> _Given data_:

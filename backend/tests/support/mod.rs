#![allow(dead_code)]

use async_trait::async_trait;
use parking_lot::Mutex;
use std::collections::BTreeMap;
use std::sync::atomic::{AtomicUsize, Ordering};

use timetable_cache::api::WeekId;
use timetable_cache::source::{DocumentSource, SourceError};

/// One `<My>` row of a weekly document.
#[derive(Debug, Clone, Default)]
pub struct Row {
    pub date: &'static str,
    pub lesson: u32,
    pub subgroup: u32,
    pub subject: &'static str,
    pub teacher: &'static str,
    pub groups: Vec<&'static str>,
    pub replacement: &'static str,
}

impl Row {
    pub fn new(date: &'static str, lesson: u32, subject: &'static str, teacher: &'static str) -> Self {
        Self {
            date,
            lesson,
            subject,
            teacher,
            replacement: "0",
            ..Default::default()
        }
    }

    pub fn groups(mut self, groups: &[&'static str]) -> Self {
        self.groups = groups.to_vec();
        self
    }

    pub fn subgroup(mut self, subgroup: u32) -> Self {
        self.subgroup = subgroup;
        self
    }

    pub fn replacement(mut self) -> Self {
        self.replacement = "1";
        self
    }

    fn to_xml(&self) -> String {
        let groups: String = self
            .groups
            .iter()
            .map(|g| format!("<SPGRUP.NAIM>{}</SPGRUP.NAIM>", g))
            .collect();
        format!(
            "<My><DAT>{}T00:00:00</DAT><UR>{}</UR><IDGG>{}</IDGG>\
             <SPPRED.NAIM>{}</SPPRED.NAIM><FAMIO>{}</FAMIO>{}<ZAM>{}</ZAM></My>",
            self.date,
            self.lesson,
            self.subgroup,
            self.subject,
            self.teacher,
            groups,
            self.replacement
        )
    }
}

/// Render rows as a weekly document.
pub fn document(rows: &[Row]) -> Vec<u8> {
    document_with_raw(rows, "")
}

/// Render rows followed by verbatim markup inside the root element.
pub fn document_with_raw(rows: &[Row], raw: &str) -> Vec<u8> {
    let body: String = rows.iter().map(Row::to_xml).collect();
    format!(
        "<?xml version=\"1.0\" encoding=\"utf-8\"?><root>{}{}</root>",
        body, raw
    )
    .into_bytes()
}

/// Scripted document source. Weeks without a script fail with 404.
#[derive(Default)]
pub struct MockSource {
    documents: Mutex<BTreeMap<u32, Result<Vec<u8>, u16>>>,
    calls: AtomicUsize,
}

impl MockSource {
    pub fn new() -> Self {
        Self::default()
    }

    pub fn serve(&self, week: u32, body: Vec<u8>) {
        self.documents.lock().insert(week, Ok(body));
    }

    pub fn fail(&self, week: u32, status: u16) {
        self.documents.lock().insert(week, Err(status));
    }

    pub fn calls(&self) -> usize {
        self.calls.load(Ordering::SeqCst)
    }
}

#[async_trait]
impl DocumentSource for MockSource {
    async fn fetch_week(&self, week: WeekId) -> Result<Vec<u8>, SourceError> {
        self.calls.fetch_add(1, Ordering::SeqCst);
        match self.documents.lock().get(&week.value()) {
            Some(Ok(body)) => Ok(body.clone()),
            Some(Err(status)) => Err(SourceError::Status(*status)),
            None => Err(SourceError::Status(404)),
        }
    }
}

> _Work request_:
Each line of the material above must be retyped precisely.

> _Task answer_:
filename backend/tests/support/mod.rs
#![allow(dead_code)]

use async_trait::async_trait;
use parking_lot::Mutex;
use std::collections::BTreeMap;
use std::sync::atomic::{AtomicUsize, Ordering};

use timetable_cache::api::WeekId;
use timetable_cache::source::{DocumentSource, SourceError};

/// One `<My>` row of a weekly document.
#[derive(Debug, Clone, Default)]
pub struct Row {
    pub date: &'static str,
    pub lesson: u32,
    pub subgroup: u32,
    pub subject: &'static str,
    pub teacher: &'static str,
    pub groups: Vec<&'static str>,
    pub replacement: &'static str,
}

impl Row {
    pub fn new(date: &'static str, lesson: u32, subject: &'static str, teacher: &'static str) -> Self {
        Self {
            date,
            lesson,
            subject,
            teacher,
            replacement: "0",
            ..Default::default()
        }
    }

    pub fn groups(mut self, groups: &[&'static str]) -> Self {
        self.groups = groups.to_vec();
        self
    }

    pub fn subgroup(mut self, subgroup: u32) -> Self {
        self.subgroup = subgroup;
        self
    }

    pub fn replacement(mut self) -> Self {
        self.replacement = "1";
        self
    }

    fn to_xml(&self) -> String {
        let groups: String = self
            .groups
            .iter()
            .map(|g| format!("<SPGRUP.NAIM>{}</SPGRUP.NAIM>", g))
            .collect();
        format!(
            "<My><DAT>{}T00:00:00</DAT><UR>{}</UR><IDGG>{}</IDGG>\
             <SPPRED.NAIM>{}</SPPRED.NAIM><FAMIO>{}</FAMIO>{}<ZAM>{}</ZAM></My>",
            self.date,
            self.lesson,
            self.subgroup,
            self.subject,
            self.teacher,
            groups,
            self.replacement
        )
    }
}

/// Render rows as a weekly document.
pub fn document(rows: &[Row]) -> Vec<u8> {
    document_with_raw(rows, "")
}

/// Render rows followed by verbatim markup inside the root element.
pub fn document_with_raw(rows: &[Row], raw: &str) -> Vec<u8> {
    let body: String = rows.iter().map(Row::to_xml).collect();
    format!(
        "<?xml version=\"1.0\" encoding=\"utf-8\"?><root>{}{}</root>",
        body, raw
    )
    .into_bytes()
}

/// Scripted document source. Weeks without a script fail with 404.
#[derive(Default)]
pub struct MockSource {
    documents: Mutex<BTreeMap<u32, Result<Vec<u8>, u16>>>,
    calls: AtomicUsize,
}

impl MockSource {
    pub fn new() -> Self {
        Self::default()
    }

    pub fn serve(&self, week: u32, body: Vec<u8>) {
        self.documents.lock().insert(week, Ok(body));
    }

    pub fn fail(&self, week: u32, status: u16) {
        self.documents.lock().insert(week, Err(status));
    }

    pub fn calls(&self) -> usize {
        self.calls.load(Ordering::SeqCst)
    }
}

#[async_trait]
impl DocumentSource for MockSource {
    async fn fetch_week(&self, week: WeekId) -> Result<Vec<u8>, SourceError> {
        self.calls.fetch_add(1, Ordering::SeqCst);
        match self.documents.lock().get(&week.value()) {
            Some(Ok(body)) => Ok(body.clone()),
            Some(Err(status)) => Err(SourceError::Status(*status)),
            None => Err(SourceError::Status(404)),
        }
    }
}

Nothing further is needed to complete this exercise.